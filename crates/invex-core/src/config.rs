//! Configuration structures for the extraction pipeline.

use serde::{Deserialize, Serialize};
use std::path::PathBuf;
use std::time::Duration;

/// Main configuration for the invex pipeline.
#[derive(Debug, Clone, Default, Serialize, Deserialize)]
#[serde(default)]
pub struct InvexConfig {
    /// PDF processing configuration.
    pub pdf: PdfConfig,

    /// Language-model configuration.
    pub model: ModelConfig,

    /// Batch concurrency configuration.
    pub batch: BatchConfig,

    /// CSV report configuration.
    pub report: ReportConfig,
}

/// PDF processing configuration.
#[derive(Debug, Clone, Serialize, Deserialize)]
#[serde(default)]
pub struct PdfConfig {
    /// Fall back to pdf-extract when no page yields text.
    pub fallback_extractor: bool,

    /// Attach per-page layout annotations to regex results.
    pub annotate_pages: bool,
}

impl Default for PdfConfig {
    fn default() -> Self {
        Self {
            fallback_extractor: true,
            annotate_pages: false,
        }
    }
}

/// Language-model client configuration.
#[derive(Debug, Clone, Serialize, Deserialize)]
#[serde(default)]
pub struct ModelConfig {
    /// Base URL of an OpenAI-compatible API.
    pub base_url: String,

    /// Model identifier.
    pub model: String,

    /// Environment variable holding the API key.
    pub api_key_env: String,

    /// Ask the endpoint for a JSON object response. Ignored for models that
    /// reject it (see [`ModelConfig::use_json_mode`]).
    pub json_mode: bool,

    /// Sampling temperature (provider default when unset).
    pub temperature: Option<f32>,

    /// Request timeout in seconds (HTTP client default when unset).
    pub timeout_secs: Option<u64>,

    /// Attempts per document, including the first.
    pub max_attempts: u32,

    /// Fixed delay between attempts, in milliseconds.
    pub retry_delay_ms: u64,
}

impl Default for ModelConfig {
    fn default() -> Self {
        Self {
            base_url: "https://api.openai.com/v1".to_string(),
            model: "gpt-4o".to_string(),
            api_key_env: "OPENAI_API_KEY".to_string(),
            json_mode: true,
            temperature: None,
            timeout_secs: None,
            max_attempts: 3,
            retry_delay_ms: 2000,
        }
    }
}

/// Chat models that answer `response_format: json_object` with a 400.
const JSON_MODE_UNSUPPORTED: &[&str] = &[
    "gpt-4",
    "gpt-4-0314",
    "gpt-4-0613",
    "gpt-4-32k",
    "gpt-4-32k-0314",
    "gpt-4-32k-0613",
    "gpt-3.5-turbo-0301",
    "gpt-3.5-turbo-0613",
    "gpt-3.5-turbo-16k",
];

impl ModelConfig {
    /// Pause between extraction attempts.
    pub fn retry_delay(&self) -> Duration {
        Duration::from_millis(self.retry_delay_ms)
    }

    /// Whether requests carry JSON mode: enabled and accepted by the model.
    pub fn use_json_mode(&self) -> bool {
        self.json_mode && !JSON_MODE_UNSUPPORTED.contains(&self.model.as_str())
    }
}

/// Concurrency bounds for both extraction paths.
#[derive(Debug, Clone, Serialize, Deserialize)]
#[serde(default)]
pub struct BatchConfig {
    /// Upper bound on concurrent regex-path documents.
    pub regex_workers: usize,

    /// Upper bound on concurrent model calls (1 = one document at a time).
    pub model_workers: usize,
}

impl Default for BatchConfig {
    fn default() -> Self {
        Self {
            regex_workers: 4,
            model_workers: 1,
        }
    }
}

/// CSV report configuration.
#[derive(Debug, Clone, Serialize, Deserialize)]
#[serde(default)]
pub struct ReportConfig {
    /// Directory reports are written to.
    pub output_dir: PathBuf,

    /// File name prefix; a timestamp is appended.
    pub file_prefix: String,
}

impl Default for ReportConfig {
    fn default() -> Self {
        Self {
            output_dir: PathBuf::from("."),
            file_prefix: "extracted_data".to_string(),
        }
    }
}

impl InvexConfig {
    /// Load configuration from a JSON file.
    pub fn from_file(path: &std::path::Path) -> Result<Self, std::io::Error> {
        let content = std::fs::read_to_string(path)?;
        serde_json::from_str(&content).map_err(|e| {
            std::io::Error::new(std::io::ErrorKind::InvalidData, e.to_string())
        })
    }

    /// Save configuration to a JSON file.
    pub fn save(&self, path: &std::path::Path) -> Result<(), std::io::Error> {
        let content = serde_json::to_string_pretty(self).map_err(|e| {
            std::io::Error::new(std::io::ErrorKind::InvalidData, e.to_string())
        })?;
        std::fs::write(path, content)
    }
}

#[cfg(test)]
mod tests {
    use super::*;
    use pretty_assertions::assert_eq;

    #[test]
    fn test_defaults() {
        let config = InvexConfig::default();
        assert_eq!(config.batch.regex_workers, 4);
        assert_eq!(config.batch.model_workers, 1);
        assert_eq!(config.model.max_attempts, 3);
        assert_eq!(config.model.retry_delay(), Duration::from_secs(2));
        assert_eq!(config.report.file_prefix, "extracted_data");
    }

    #[test]
    fn test_default_model_accepts_json_mode() {
        let model = ModelConfig::default();
        assert_eq!(model.model, "gpt-4o");
        assert!(model.json_mode);
        assert!(model.use_json_mode());
    }

    #[test]
    fn test_json_mode_dropped_for_older_models() {
        let model = ModelConfig {
            model: "gpt-4".to_string(),
            ..ModelConfig::default()
        };
        assert!(!model.use_json_mode());

        let model = ModelConfig {
            json_mode: false,
            ..ModelConfig::default()
        };
        assert!(!model.use_json_mode());
    }

    #[test]
    fn test_partial_file_keeps_defaults() {
        let config: InvexConfig =
            serde_json::from_str(r#"{"model": {"model": "gpt-4o-mini"}, "batch": {"regex_workers": 2}}"#)
                .unwrap();
        assert_eq!(config.model.model, "gpt-4o-mini");
        assert_eq!(config.model.api_key_env, "OPENAI_API_KEY");
        assert_eq!(config.batch.regex_workers, 2);
        assert_eq!(config.batch.model_workers, 1);
    }

    #[test]
    fn test_save_and_load() {
        let dir = tempfile::tempdir().unwrap();
        let path = dir.path().join("config.json");

        let mut config = InvexConfig::default();
        config.model.temperature = Some(0.0);
        config.save(&path).unwrap();

        let loaded = InvexConfig::from_file(&path).unwrap();
        assert_eq!(loaded.model.temperature, Some(0.0));
    }
}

....

**How to complete this task**
All records shown above must be set down again verbatim.

**Response**
filename crates/invex-core/src/config.rs
//! Configuration structures for the extraction pipeline.

use serde::{Deserialize, Serialize};
use std::path::PathBuf;
use std::time::Duration;

/// Main configuration for the invex pipeline.
#[derive(Debug, Clone, Default, Serialize, Deserialize)]
#[serde(default)]
pub struct InvexConfig {
    /// PDF processing configuration.
    pub pdf: PdfConfig,

    /// Language-model configuration.
    pub model: ModelConfig,

    /// Batch concurrency configuration.
    pub batch: BatchConfig,

    /// CSV report configuration.
    pub report: ReportConfig,
}

/// PDF processing configuration.
#[derive(Debug, Clone, Serialize, Deserialize)]
#[serde(default)]
pub struct PdfConfig {
    /// Fall back to pdf-extract when no page yields text.
    pub fallback_extractor: bool,

    /// Attach per-page layout annotations to regex results.
    pub annotate_pages: bool,
}

impl Default for PdfConfig {
    fn default() -> Self {
        Self {
            fallback_extractor: true,
            annotate_pages: false,
        }
    }
}

/// Language-model client configuration.
#[derive(Debug, Clone, Serialize, Deserialize)]
#[serde(default)]
pub struct ModelConfig {
    /// Base URL of an OpenAI-compatible API.
    pub base_url: String,

    /// Model identifier.
    pub model: String,

    /// Environment variable holding the API key.
    pub api_key_env: String,

    /// Ask the endpoint for a JSON object response. Ignored for models that
    /// reject it (see [`ModelConfig::use_json_mode`]).
    pub json_mode: bool,

    /// Sampling temperature (provider default when unset).
    pub temperature: Option<f32>,

    /// Request timeout in seconds (HTTP client default when unset).
    pub timeout_secs: Option<u64>,

    /// Attempts per document, including the first.
    pub max_attempts: u32,

    /// Fixed delay between attempts, in milliseconds.
    pub retry_delay_ms: u64,
}

impl Default for ModelConfig {
    fn default() -> Self {
        Self {
            base_url: "https://api.openai.com/v1".to_string(),
            model: "gpt-4o".to_string(),
            api_key_env: "OPENAI_API_KEY".to_string(),
            json_mode: true,
            temperature: None,
            timeout_secs: None,
            max_attempts: 3,
            retry_delay_ms: 2000,
        }
    }
}

/// Chat models that answer `response_format: json_object` with a 400.
const JSON_MODE_UNSUPPORTED: &[&str] = &[
    "gpt-4",
    "gpt-4-0314",
    "gpt-4-0613",
    "gpt-4-32k",
    "gpt-4-32k-0314",
    "gpt-4-32k-0613",
    "gpt-3.5-turbo-0301",
    "gpt-3.5-turbo-0613",
    "gpt-3.5-turbo-16k",
];

impl ModelConfig {
    /// Pause between extraction attempts.
    pub fn retry_delay(&self) -> Duration {
        Duration::from_millis(self.retry_delay_ms)
    }

    /// Whether requests carry JSON mode: enabled and accepted by the model.
    pub fn use_json_mode(&self) -> bool {
        self.json_mode && !JSON_MODE_UNSUPPORTED.contains(&self.model.as_str())
    }
}

/// Concurrency bounds for both extraction paths.
#[derive(Debug, Clone, Serialize, Deserialize)]
#[serde(default)]
pub struct BatchConfig {
    /// Upper bound on concurrent regex-path documents.
    pub regex_workers: usize,

    /// Upper bound on concurrent model calls (1 = one document at a time).
    pub model_workers: usize,
}

impl Default for BatchConfig {
    fn default() -> Self {
        Self {
            regex_workers: 4,
            model_workers: 1,
        }
    }
}

/// CSV report configuration.
#[derive(Debug, Clone, Serialize, Deserialize)]
#[serde(default)]
pub struct ReportConfig {
    /// Directory reports are written to.
    pub output_dir: PathBuf,

    /// File name prefix; a timestamp is appended.
    pub file_prefix: String,
}

impl Default for ReportConfig {
    fn default() -> Self {
        Self {
            output_dir: PathBuf::from("."),
            file_prefix: "extracted_data".to_string(),
        }
    }
}

impl InvexConfig {
    /// Load configuration from a JSON file.
    pub fn from_file(path: &std::path::Path) -> Result<Self, std::io::Error> {
        let content = std::fs::read_to_string(path)?;
        serde_json::from_str(&content).map_err(|e| {
            std::io::Error::new(std::io::ErrorKind::InvalidData, e.to_string())
        })
    }

    /// Save configuration to a JSON file.
    pub fn save(&self, path: &std::path::Path) -> Result<(), std::io::Error> {
        let content = serde_json::to_string_pretty(self).map_err(|e| {
            std::io::Error::new(std::io::ErrorKind::InvalidData, e.to_string())
        })?;
        std::fs::write(path, content)
    }
}

#[cfg(test)]
mod tests {
    use super::*;
    use pretty_assertions::assert_eq;

    #[test]
    fn test_defaults() {
        let config = InvexConfig::default();
        assert_eq!(config.batch.regex_workers, 4);
        assert_eq!(config.batch.model_workers, 1);
        assert_eq!(config.model.max_attempts, 3);
        assert_eq!(config.model.retry_delay(), Duration::from_secs(2));
        assert_eq!(config.report.file_prefix, "extracted_data");
    }

    #[test]
    fn test_default_model_accepts_json_mode() {
        let model = ModelConfig::default();
        assert_eq!(model.model, "gpt-4o");
        assert!(model.json_mode);
        assert!(model.use_json_mode());
    }

    #[test]
    fn test_json_mode_dropped_for_older_models() {
        let model = ModelConfig {
            model: "gpt-4".to_string(),
            ..ModelConfig::default()
        };
        assert!(!model.use_json_mode());

        let model = ModelConfig {
            json_mode: false,
            ..ModelConfig::default()
        };
        assert!(!model.use_json_mode());
    }

    #[test]
    fn test_partial_file_keeps_defaults() {
        let config: InvexConfig =
            serde_json::from_str(r#"{"model": {"model": "gpt-4o-mini"}, "batch": {"regex_workers": 2}}"#)
                .unwrap();
        assert_eq!(config.model.model, "gpt-4o-mini");
        assert_eq!(config.model.api_key_env, "OPENAI_API_KEY");
        assert_eq!(config.batch.regex_workers, 2);
        assert_eq!(config.batch.model_workers, 1);
    }

    #[test]
    fn test_save_and_load() {
        let dir = tempfile::tempdir().unwrap();
        let path = dir.path().join("config.json");

        let mut config = InvexConfig::default();
        config.model.temperature = Some(0.0);
        config.save(&path).unwrap();

        let loaded = InvexConfig::from_file(&path).unwrap();
        assert_eq!(loaded.model.temperature, Some(0.0));
    }
}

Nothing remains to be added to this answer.